Riconoscendo questo pericolo, il Re decise di intervenire personalmente. Egli pose fine al partitismo democratico, e fece promulgare una costituzione, nella quale l’essenziale era l’accentramento del potere, direttamente o indirettamente, nelle mani del monarca. Una rivoluzione autoritaria dall’alto, partente dalla corte anziché dalla piazza, come si disse. Dinanzi a ciò, la «Guardia di Ferro», prevenendo l’avversario, sciolse volontariamente il partito che aveva creato, il «Tutto per la Patria», si ritirò silenziosamente, proponendosi di concentrare la sua azione essenzialmente sul piano spirituale, di agire soprattutto nel senso di formare spiritualmente e selezionare la gran massa degli aderenti che, nell’ultimo periodo, e soprattutto per ciò che si pensava seguire al governo di Goga, era affluita nelle fila di Codreanu.
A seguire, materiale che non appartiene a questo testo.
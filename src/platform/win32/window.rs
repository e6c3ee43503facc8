// ── Windows ───────────────────────────────────────────────────────────────────
//
// Responsibilities in this file (unsafe confined here):
//   • Register a window class and create overlapped windows of it.
//   • Route each window's messages to the `WindowProcedure` it was created
//     with, via `GWLP_USERDATA`.
//   • Drain a window's message queue without blocking.
//   • Expose a safe error-dialog helper for use by main().

#![allow(unsafe_code)]

use std::{ffi::c_void, ptr::NonNull, rc::Rc};

use log::trace;
use windows::{
    core::PCWSTR,
    Win32::{
        Foundation::{ERROR_CLASS_ALREADY_EXISTS, FALSE, HINSTANCE, HWND, LPARAM, LRESULT, RECT, WPARAM},
        UI::WindowsAndMessaging::{
            AdjustWindowRectEx, CreateWindowExW, DefWindowProcW, DestroyWindow,
            DispatchMessageW, GetWindowLongPtrW, LoadCursorW, LoadIconW, MessageBoxW,
            PeekMessageW, RegisterClassExW, SetWindowLongPtrW, ShowWindow, TranslateMessage,
            UpdateWindow, CREATESTRUCTW, CS_OWNDC, GWLP_USERDATA, HMENU, IDC_ARROW,
            IDI_APPLICATION, MB_ICONERROR, MB_OK, MSG, PM_REMOVE, SW_SHOW, WINDOW_EX_STYLE,
            WINDOW_STYLE, WM_CLOSE, WM_NCCREATE, WM_NCDESTROY, WNDCLASSEXW, WS_OVERLAPPEDWINDOW,
        },
    },
};

use super::{last_error, os_error};
use crate::platform::{
    EventOutcome, FrameInsets, OsResult, WindowEvent, WindowPlacement, WindowProcedure,
};

/// The one window style Kindle uses; border metrics are computed for it.
const STYLE: WINDOW_STYLE = WS_OVERLAPPEDWINDOW;

// ── Public API ────────────────────────────────────────────────────────────────

/// Show a modal error dialog with the given message.
///
/// Safe to call from any context; performs the UTF-16 conversion internally.
/// Used by `main()` when startup fails.
pub(crate) fn show_error_dialog(message: &str) {
    let msg_wide = to_wide(message);
    let title_wide = to_wide("Kindle: fatal error");

    // SAFETY: msg_wide and title_wide are valid null-terminated UTF-16 strings
    // that remain allocated for the duration of the MessageBoxW call.
    // HWND::default() (null) means the dialog has no owner window.
    // Return value (button pressed) is intentionally unused for an error dialog.
    unsafe {
        let _ = MessageBoxW(
            HWND::default(),
            PCWSTR(msg_wide.as_ptr()),
            PCWSTR(title_wide.as_ptr()),
            MB_OK | MB_ICONERROR,
        );
    }
}

// ── Window class registration ─────────────────────────────────────────────────

/// Register `class` with a private device context per window (`CS_OWNDC`),
/// which WGL needs so the DC handed to `wglMakeCurrent` stays the same.
/// A class that already exists counts as registered.
pub(super) fn register_class(instance: HINSTANCE, class: &str) -> OsResult<()> {
    // SAFETY: LoadCursorW with IDC_ARROW always succeeds; the arrow cursor is
    // a built-in resource guaranteed to exist on all Windows versions.
    let cursor = unsafe { LoadCursorW(None, IDC_ARROW) }.map_err(os_error("LoadCursorW"))?;
    // SAFETY: IDI_APPLICATION is a system icon resource; with a null module
    // LoadIconW loads the stock application icon, present on every version.
    let icon = unsafe { LoadIconW(None, IDI_APPLICATION) }.map_err(os_error("LoadIconW"))?;
    let class_wide = to_wide(class);

    let wndclass = WNDCLASSEXW {
        // WNDCLASSEXW is ~80 bytes; the cast to u32 is always lossless.
        cbSize: std::mem::size_of::<WNDCLASSEXW>() as u32,
        style: CS_OWNDC,
        lpfnWndProc: Some(wnd_proc),
        hInstance: instance,
        hIcon: icon,
        hCursor: cursor,
        hIconSm: icon,
        lpszClassName: PCWSTR(class_wide.as_ptr()),
        ..Default::default()
    };

    // SAFETY: wndclass is fully initialised with valid handles; class_wide is
    // a null-terminated UTF-16 string alive for the call (the system copies it).
    let atom = unsafe { RegisterClassExW(&wndclass) };
    if atom == 0 {
        let error = last_error("RegisterClassExW");
        if error.code == ERROR_CLASS_ALREADY_EXISTS.0 {
            trace!("window class {class:?} already registered");
            return Ok(());
        }
        return Err(error);
    }
    trace!("window class {class:?} registered (atom {atom})");
    Ok(())
}

// ── Window lifecycle ──────────────────────────────────────────────────────────

/// Create a hidden overlapped window whose messages go to `procedure`.
///
/// `procedure` must outlive the window; the backend keeps it until drop.
pub(super) fn create_window(
    instance: HINSTANCE,
    class: &str,
    title: &str,
    placement: WindowPlacement,
    procedure: NonNull<Rc<dyn WindowProcedure>>,
) -> OsResult<HWND> {
    let class_wide = to_wide(class);
    let title_wide = to_wide(title);

    // SAFETY: class was registered with this instance; both strings are
    // null-terminated and alive for the call.  HWND::default() (null parent)
    // creates a top-level window.  lpParam carries the procedure pointer to
    // WM_NCCREATE, which stores it in GWLP_USERDATA.
    unsafe {
        CreateWindowExW(
            WINDOW_EX_STYLE(0),
            PCWSTR(class_wide.as_ptr()),
            PCWSTR(title_wide.as_ptr()),
            STYLE,
            placement.x,
            placement.y,
            placement.width,
            placement.height,
            HWND::default(),
            HMENU::default(),
            instance,
            Some(procedure.as_ptr() as *const c_void),
        )
    }
    .map_err(os_error("CreateWindowExW"))
}

pub(super) fn destroy_window(hwnd: HWND) -> OsResult<()> {
    // SAFETY: hwnd was created on this thread and has not been destroyed.
    unsafe { DestroyWindow(hwnd) }.map_err(os_error("DestroyWindow"))
}

pub(super) fn show_window(hwnd: HWND) {
    // SAFETY: hwnd is a live window created by this backend.
    // ShowWindow returns the previous visibility state; UpdateWindow returns
    // a success BOOL; both are intentionally ignored here.
    unsafe {
        let _ = ShowWindow(hwnd, SW_SHOW);
        let _ = UpdateWindow(hwnd);
    }
}

/// Frame thickness of `WS_OVERLAPPEDWINDOW` without a menu.
pub(super) fn frame_insets() -> OsResult<FrameInsets> {
    let mut rect = RECT::default();
    // SAFETY: rect is a valid, writable RECT for the duration of the call.
    unsafe { AdjustWindowRectEx(&mut rect, STYLE, FALSE, WINDOW_EX_STYLE(0)) }
        .map_err(os_error("AdjustWindowRectEx"))?;

    // Starting from an empty client rect, the frame extends outwards.
    Ok(FrameInsets {
        left: -rect.left,
        top: -rect.top,
        right: rect.right,
        bottom: rect.bottom,
    })
}

// ── Message pump ──────────────────────────────────────────────────────────────

/// Dispatch every message currently queued for `hwnd`, then return.
pub(super) fn pump_messages(hwnd: HWND) {
    let mut msg = MSG::default();

    // SAFETY: &mut msg is a valid MSG pointer; hwnd restricts retrieval to
    // this window; PM_REMOVE never blocks.
    while unsafe { PeekMessageW(&mut msg, hwnd, 0, 0, PM_REMOVE) }.as_bool() {
        // SAFETY: msg was populated by a successful PeekMessageW call.
        // TranslateMessage's BOOL and DispatchMessageW's LRESULT are unused.
        unsafe {
            let _ = TranslateMessage(&msg);
            DispatchMessageW(&msg);
        }
    }
}

// ── Window procedure ──────────────────────────────────────────────────────────

// SAFETY: wnd_proc is registered as lpfnWndProc in WNDCLASSEXW.
// Windows guarantees that hwnd, msg, wparam, and lparam are valid for the
// lifetime of this call.  GWLP_USERDATA holds either 0 or a pointer to a
// `Rc<dyn WindowProcedure>` owned by `Win32Backend`, which outlives the window.
unsafe extern "system" fn wnd_proc(
    hwnd: HWND,
    msg: u32,
    wparam: WPARAM,
    lparam: LPARAM,
) -> LRESULT {
    match msg {
        WM_NCCREATE => {
            // SAFETY: for WM_NCCREATE, lparam points at the CREATESTRUCTW
            // whose lpCreateParams is the pointer passed to CreateWindowExW.
            let create = lparam.0 as *const CREATESTRUCTW;
            if let Some(create) = create.as_ref() {
                SetWindowLongPtrW(hwnd, GWLP_USERDATA, create.lpCreateParams as isize);
            }
            DefWindowProcW(hwnd, msg, wparam, lparam)
        }

        // Last message the window ever receives.
        WM_NCDESTROY => {
            SetWindowLongPtrW(hwnd, GWLP_USERDATA, 0);
            DefWindowProcW(hwnd, msg, wparam, lparam)
        }

        _ => {
            let procedure = GetWindowLongPtrW(hwnd, GWLP_USERDATA) as *const Rc<dyn WindowProcedure>;
            // Messages sent before WM_NCCREATE have no procedure yet.
            let Some(procedure) = procedure.as_ref() else {
                return DefWindowProcW(hwnd, msg, wparam, lparam);
            };

            let event = match msg {
                WM_CLOSE => WindowEvent::CloseRequested,
                other => WindowEvent::Other(other),
            };
            match procedure.handle(event) {
                EventOutcome::Handled => LRESULT(0),
                EventOutcome::Default => DefWindowProcW(hwnd, msg, wparam, lparam),
            }
        }
    }
}

// ── Helpers ───────────────────────────────────────────────────────────────────

fn to_wide(s: &str) -> Vec<u16> {
    s.encode_utf16().chain(std::iter::once(0)).collect()
}
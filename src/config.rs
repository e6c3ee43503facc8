// ── Startup configuration ─────────────────────────────────────────────────────
//
// Reads `kindle.json` from the working directory (or the file named by
// `KINDLE_CONFIG`).  No `unsafe`: safe Rust and serde_json only.

use std::{fs, io, path::PathBuf};

use serde::{Deserialize, Serialize};

use crate::error::{KindleError, Result};

const DEFAULT_WIDTH: i32 = 1200;
const DEFAULT_HEIGHT: i32 = 720;
/// Largest window extent Win32 accepts per side.
const MAX_EXTENT: i32 = 32_767;
const DEFAULT_TITLE: &str = "Kindle";
const CONFIG_FILE: &str = "kindle.json";
const CONFIG_ENV: &str = "KINDLE_CONFIG";

/// Everything the process needs before the first window exists.
///
/// Every field falls back to its default when absent, so an empty object
/// `{}` is a valid configuration file.
#[derive(Debug, Clone, PartialEq, Eq, Serialize, Deserialize)]
#[serde(default)]
pub(crate) struct Config {
    /// Requested client-area width in pixels, `1..=MAX_EXTENT`.
    pub(crate) width: i32,
    /// Requested client-area height in pixels, `1..=MAX_EXTENT`.
    pub(crate) height: i32,
    /// Window title.  Also used as the window class identifier.
    pub(crate) title: String,
    /// Default log filter; `RUST_LOG` overrides it.
    pub(crate) log_level: String,
}

impl Default for Config {
    fn default() -> Self {
        Self {
            width: DEFAULT_WIDTH,
            height: DEFAULT_HEIGHT,
            title: DEFAULT_TITLE.to_owned(),
            log_level: "info".to_owned(),
        }
    }
}

impl Config {
    /// Parse a configuration document and check the requested size.
    pub(crate) fn from_json(text: &str) -> Result<Self> {
        let config: Self = serde_json::from_str(text)?;
        config.validate()?;
        Ok(config)
    }

    fn validate(&self) -> Result<()> {
        let extents = 1..=MAX_EXTENT;
        if extents.contains(&self.width) && extents.contains(&self.height) {
            Ok(())
        } else {
            Err(KindleError::WindowSize {
                width: self.width,
                height: self.height,
            })
        }
    }
}

/// Return the configuration path: `$KINDLE_CONFIG`, else `./kindle.json`.
pub(crate) fn config_path() -> PathBuf {
    std::env::var_os(CONFIG_ENV)
        .map(PathBuf::from)
        .unwrap_or_else(|| PathBuf::from(CONFIG_FILE))
}

/// Load the configuration.  A missing file yields defaults; an unreadable
/// or malformed one is an error.
pub(crate) fn load() -> Result<Config> {
    let path = config_path();
    match fs::read_to_string(&path) {
        Ok(text) => Config::from_json(&text),
        Err(e) if e.kind() == io::ErrorKind::NotFound => Ok(Config::default()),
        Err(e) => Err(e.into()),
    }
}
In tale periodo noi siamo stati in Romania, e la soluzione che elementi romeni fra i più seri credevano desiderabile e probabile era una superamento dell’antico contrasto e una collaborazione, su base nazionale, fra regime e legionarismo. Questa non era solo l’opinione espressaci dal principale teorico romeno dello Stato, del Manoilescu, o da chi aveva facilitato in modo non indifferente il ritorno del Re in Patria, come Nae Jonescu, ma anche il ministro Argetoianu, massimo ispiratore della nuova costituzione, in un colloquio che allora avemmo con lui, non escludeva questa collaborazione, semprechè – così egli si espresse – la «Guardia di Ferro» rinunciasse ai suoi antichi metodi.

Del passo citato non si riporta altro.